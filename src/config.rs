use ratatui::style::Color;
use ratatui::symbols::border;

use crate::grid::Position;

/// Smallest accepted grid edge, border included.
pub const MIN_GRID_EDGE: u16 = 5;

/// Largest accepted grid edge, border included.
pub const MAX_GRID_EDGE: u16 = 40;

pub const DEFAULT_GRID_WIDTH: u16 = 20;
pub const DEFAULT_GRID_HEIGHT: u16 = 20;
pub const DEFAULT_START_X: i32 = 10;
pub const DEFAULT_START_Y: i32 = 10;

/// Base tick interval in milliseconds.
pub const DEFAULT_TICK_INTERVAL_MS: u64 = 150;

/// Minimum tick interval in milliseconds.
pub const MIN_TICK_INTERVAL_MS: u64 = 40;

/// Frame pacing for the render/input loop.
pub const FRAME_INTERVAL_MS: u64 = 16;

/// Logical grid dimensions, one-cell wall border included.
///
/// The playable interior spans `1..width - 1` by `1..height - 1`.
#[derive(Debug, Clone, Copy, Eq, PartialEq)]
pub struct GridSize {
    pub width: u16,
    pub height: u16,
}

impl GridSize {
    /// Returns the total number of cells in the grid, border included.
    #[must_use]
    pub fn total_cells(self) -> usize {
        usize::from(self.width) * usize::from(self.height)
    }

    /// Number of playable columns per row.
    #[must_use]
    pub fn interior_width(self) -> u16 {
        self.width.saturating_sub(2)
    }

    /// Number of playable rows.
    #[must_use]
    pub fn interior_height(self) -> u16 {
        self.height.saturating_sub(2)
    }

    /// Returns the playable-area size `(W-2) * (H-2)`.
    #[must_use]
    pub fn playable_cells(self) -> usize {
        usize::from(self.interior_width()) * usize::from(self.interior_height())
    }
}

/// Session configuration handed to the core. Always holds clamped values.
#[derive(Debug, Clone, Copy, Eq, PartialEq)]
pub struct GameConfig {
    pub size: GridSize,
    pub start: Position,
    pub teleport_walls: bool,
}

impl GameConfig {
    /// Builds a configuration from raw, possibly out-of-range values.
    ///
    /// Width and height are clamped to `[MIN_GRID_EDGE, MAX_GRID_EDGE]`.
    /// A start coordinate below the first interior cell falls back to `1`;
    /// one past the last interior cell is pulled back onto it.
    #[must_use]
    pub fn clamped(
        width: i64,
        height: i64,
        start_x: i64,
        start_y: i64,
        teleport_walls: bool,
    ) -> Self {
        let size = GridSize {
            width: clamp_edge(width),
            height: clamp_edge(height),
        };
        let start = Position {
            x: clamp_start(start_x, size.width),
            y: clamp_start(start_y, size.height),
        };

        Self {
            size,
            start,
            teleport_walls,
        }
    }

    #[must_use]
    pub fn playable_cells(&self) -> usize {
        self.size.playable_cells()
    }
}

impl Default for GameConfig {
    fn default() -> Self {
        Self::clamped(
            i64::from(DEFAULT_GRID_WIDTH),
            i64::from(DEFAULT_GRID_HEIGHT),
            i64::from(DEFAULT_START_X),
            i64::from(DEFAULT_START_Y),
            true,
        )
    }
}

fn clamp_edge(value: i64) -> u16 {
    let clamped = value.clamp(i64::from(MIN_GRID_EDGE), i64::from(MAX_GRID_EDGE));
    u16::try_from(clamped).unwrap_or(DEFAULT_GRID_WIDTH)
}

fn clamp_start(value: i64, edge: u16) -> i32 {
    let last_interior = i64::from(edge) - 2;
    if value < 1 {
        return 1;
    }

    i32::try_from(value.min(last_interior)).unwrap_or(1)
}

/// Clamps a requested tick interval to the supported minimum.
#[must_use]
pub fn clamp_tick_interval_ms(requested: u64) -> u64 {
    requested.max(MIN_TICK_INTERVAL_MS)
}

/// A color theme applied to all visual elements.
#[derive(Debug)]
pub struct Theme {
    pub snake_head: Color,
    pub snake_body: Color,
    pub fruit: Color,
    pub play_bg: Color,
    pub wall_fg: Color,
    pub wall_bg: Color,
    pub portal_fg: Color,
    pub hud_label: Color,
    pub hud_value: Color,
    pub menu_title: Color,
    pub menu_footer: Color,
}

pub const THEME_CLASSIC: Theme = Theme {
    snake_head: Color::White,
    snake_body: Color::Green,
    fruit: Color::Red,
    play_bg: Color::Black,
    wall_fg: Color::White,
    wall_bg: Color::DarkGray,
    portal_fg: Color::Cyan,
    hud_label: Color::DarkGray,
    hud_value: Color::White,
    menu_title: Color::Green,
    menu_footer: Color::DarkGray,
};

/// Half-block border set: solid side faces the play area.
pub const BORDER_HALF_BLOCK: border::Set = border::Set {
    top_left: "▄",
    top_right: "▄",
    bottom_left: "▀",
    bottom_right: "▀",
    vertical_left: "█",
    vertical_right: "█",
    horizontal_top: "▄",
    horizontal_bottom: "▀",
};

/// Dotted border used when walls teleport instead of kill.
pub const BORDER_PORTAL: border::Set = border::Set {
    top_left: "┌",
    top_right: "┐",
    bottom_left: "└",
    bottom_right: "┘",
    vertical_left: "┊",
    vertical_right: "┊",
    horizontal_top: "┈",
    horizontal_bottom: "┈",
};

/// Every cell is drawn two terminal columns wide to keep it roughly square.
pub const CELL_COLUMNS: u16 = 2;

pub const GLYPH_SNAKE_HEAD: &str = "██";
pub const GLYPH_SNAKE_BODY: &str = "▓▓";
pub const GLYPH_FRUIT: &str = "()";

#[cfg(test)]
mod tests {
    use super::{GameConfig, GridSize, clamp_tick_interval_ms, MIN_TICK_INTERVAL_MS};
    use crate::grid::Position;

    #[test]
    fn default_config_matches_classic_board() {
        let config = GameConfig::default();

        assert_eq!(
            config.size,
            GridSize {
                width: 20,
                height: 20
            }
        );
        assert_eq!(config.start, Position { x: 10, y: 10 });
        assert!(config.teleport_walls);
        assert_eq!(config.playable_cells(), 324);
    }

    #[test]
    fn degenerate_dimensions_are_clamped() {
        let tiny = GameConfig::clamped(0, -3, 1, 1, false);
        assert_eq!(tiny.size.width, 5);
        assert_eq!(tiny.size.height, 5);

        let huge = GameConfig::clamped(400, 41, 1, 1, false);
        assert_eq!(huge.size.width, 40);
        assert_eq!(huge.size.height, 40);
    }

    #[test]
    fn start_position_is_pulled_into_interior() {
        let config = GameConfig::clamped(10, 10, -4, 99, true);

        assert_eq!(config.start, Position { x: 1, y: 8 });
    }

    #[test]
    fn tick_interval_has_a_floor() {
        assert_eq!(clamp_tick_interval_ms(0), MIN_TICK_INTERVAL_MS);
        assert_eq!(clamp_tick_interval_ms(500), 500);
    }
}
******************************
Work item:
All of the lines above are to be restated word for word.

Response area:
filename src/config.rs
use ratatui::style::Color;
use ratatui::symbols::border;

use crate::grid::Position;

/// Smallest accepted grid edge, border included.
pub const MIN_GRID_EDGE: u16 = 5;

/// Largest accepted grid edge, border included.
pub const MAX_GRID_EDGE: u16 = 40;

pub const DEFAULT_GRID_WIDTH: u16 = 20;
pub const DEFAULT_GRID_HEIGHT: u16 = 20;
pub const DEFAULT_START_X: i32 = 10;
pub const DEFAULT_START_Y: i32 = 10;

/// Base tick interval in milliseconds.
pub const DEFAULT_TICK_INTERVAL_MS: u64 = 150;

/// Minimum tick interval in milliseconds.
pub const MIN_TICK_INTERVAL_MS: u64 = 40;

/// Frame pacing for the render/input loop.
pub const FRAME_INTERVAL_MS: u64 = 16;

/// Logical grid dimensions, one-cell wall border included.
///
/// The playable interior spans `1..width - 1` by `1..height - 1`.
#[derive(Debug, Clone, Copy, Eq, PartialEq)]
pub struct GridSize {
    pub width: u16,
    pub height: u16,
}

impl GridSize {
    /// Returns the total number of cells in the grid, border included.
    #[must_use]
    pub fn total_cells(self) -> usize {
        usize::from(self.width) * usize::from(self.height)
    }

    /// Number of playable columns per row.
    #[must_use]
    pub fn interior_width(self) -> u16 {
        self.width.saturating_sub(2)
    }

    /// Number of playable rows.
    #[must_use]
    pub fn interior_height(self) -> u16 {
        self.height.saturating_sub(2)
    }

    /// Returns the playable-area size `(W-2) * (H-2)`.
    #[must_use]
    pub fn playable_cells(self) -> usize {
        usize::from(self.interior_width()) * usize::from(self.interior_height())
    }
}

/// Session configuration handed to the core. Always holds clamped values.
#[derive(Debug, Clone, Copy, Eq, PartialEq)]
pub struct GameConfig {
    pub size: GridSize,
    pub start: Position,
    pub teleport_walls: bool,
}

impl GameConfig {
    /// Builds a configuration from raw, possibly out-of-range values.
    ///
    /// Width and height are clamped to `[MIN_GRID_EDGE, MAX_GRID_EDGE]`.
    /// A start coordinate below the first interior cell falls back to `1`;
    /// one past the last interior cell is pulled back onto it.
    #[must_use]
    pub fn clamped(
        width: i64,
        height: i64,
        start_x: i64,
        start_y: i64,
        teleport_walls: bool,
    ) -> Self {
        let size = GridSize {
            width: clamp_edge(width),
            height: clamp_edge(height),
        };
        let start = Position {
            x: clamp_start(start_x, size.width),
            y: clamp_start(start_y, size.height),
        };

        Self {
            size,
            start,
            teleport_walls,
        }
    }

    #[must_use]
    pub fn playable_cells(&self) -> usize {
        self.size.playable_cells()
    }
}

impl Default for GameConfig {
    fn default() -> Self {
        Self::clamped(
            i64::from(DEFAULT_GRID_WIDTH),
            i64::from(DEFAULT_GRID_HEIGHT),
            i64::from(DEFAULT_START_X),
            i64::from(DEFAULT_START_Y),
            true,
        )
    }
}

fn clamp_edge(value: i64) -> u16 {
    let clamped = value.clamp(i64::from(MIN_GRID_EDGE), i64::from(MAX_GRID_EDGE));
    u16::try_from(clamped).unwrap_or(DEFAULT_GRID_WIDTH)
}

fn clamp_start(value: i64, edge: u16) -> i32 {
    let last_interior = i64::from(edge) - 2;
    if value < 1 {
        return 1;
    }

    i32::try_from(value.min(last_interior)).unwrap_or(1)
}

/// Clamps a requested tick interval to the supported minimum.
#[must_use]
pub fn clamp_tick_interval_ms(requested: u64) -> u64 {
    requested.max(MIN_TICK_INTERVAL_MS)
}

/// A color theme applied to all visual elements.
#[derive(Debug)]
pub struct Theme {
    pub snake_head: Color,
    pub snake_body: Color,
    pub fruit: Color,
    pub play_bg: Color,
    pub wall_fg: Color,
    pub wall_bg: Color,
    pub portal_fg: Color,
    pub hud_label: Color,
    pub hud_value: Color,
    pub menu_title: Color,
    pub menu_footer: Color,
}

pub const THEME_CLASSIC: Theme = Theme {
    snake_head: Color::White,
    snake_body: Color::Green,
    fruit: Color::Red,
    play_bg: Color::Black,
    wall_fg: Color::White,
    wall_bg: Color::DarkGray,
    portal_fg: Color::Cyan,
    hud_label: Color::DarkGray,
    hud_value: Color::White,
    menu_title: Color::Green,
    menu_footer: Color::DarkGray,
};

/// Half-block border set: solid side faces the play area.
pub const BORDER_HALF_BLOCK: border::Set = border::Set {
    top_left: "▄",
    top_right: "▄",
    bottom_left: "▀",
    bottom_right: "▀",
    vertical_left: "█",
    vertical_right: "█",
    horizontal_top: "▄",
    horizontal_bottom: "▀",
};

/// Dotted border used when walls teleport instead of kill.
pub const BORDER_PORTAL: border::Set = border::Set {
    top_left: "┌",
    top_right: "┐",
    bottom_left: "└",
    bottom_right: "┘",
    vertical_left: "┊",
    vertical_right: "┊",
    horizontal_top: "┈",
    horizontal_bottom: "┈",
};

/// Every cell is drawn two terminal columns wide to keep it roughly square.
pub const CELL_COLUMNS: u16 = 2;

pub const GLYPH_SNAKE_HEAD: &str = "██";
pub const GLYPH_SNAKE_BODY: &str = "▓▓";
pub const GLYPH_FRUIT: &str = "()";

#[cfg(test)]
mod tests {
    use super::{GameConfig, GridSize, clamp_tick_interval_ms, MIN_TICK_INTERVAL_MS};
    use crate::grid::Position;

    #[test]
    fn default_config_matches_classic_board() {
        let config = GameConfig::default();

        assert_eq!(
            config.size,
            GridSize {
                width: 20,
                height: 20
            }
        );
        assert_eq!(config.start, Position { x: 10, y: 10 });
        assert!(config.teleport_walls);
        assert_eq!(config.playable_cells(), 324);
    }

    #[test]
    fn degenerate_dimensions_are_clamped() {
        let tiny = GameConfig::clamped(0, -3, 1, 1, false);
        assert_eq!(tiny.size.width, 5);
        assert_eq!(tiny.size.height, 5);

        let huge = GameConfig::clamped(400, 41, 1, 1, false);
        assert_eq!(huge.size.width, 40);
        assert_eq!(huge.size.height, 40);
    }

    #[test]
    fn start_position_is_pulled_into_interior() {
        let config = GameConfig::clamped(10, 10, -4, 99, true);

        assert_eq!(config.start, Position { x: 1, y: 8 });
    }

    #[test]
    fn tick_interval_has_a_floor() {
        assert_eq!(clamp_tick_interval_ms(0), MIN_TICK_INTERVAL_MS);
        assert_eq!(clamp_tick_interval_ms(500), 500);
    }
}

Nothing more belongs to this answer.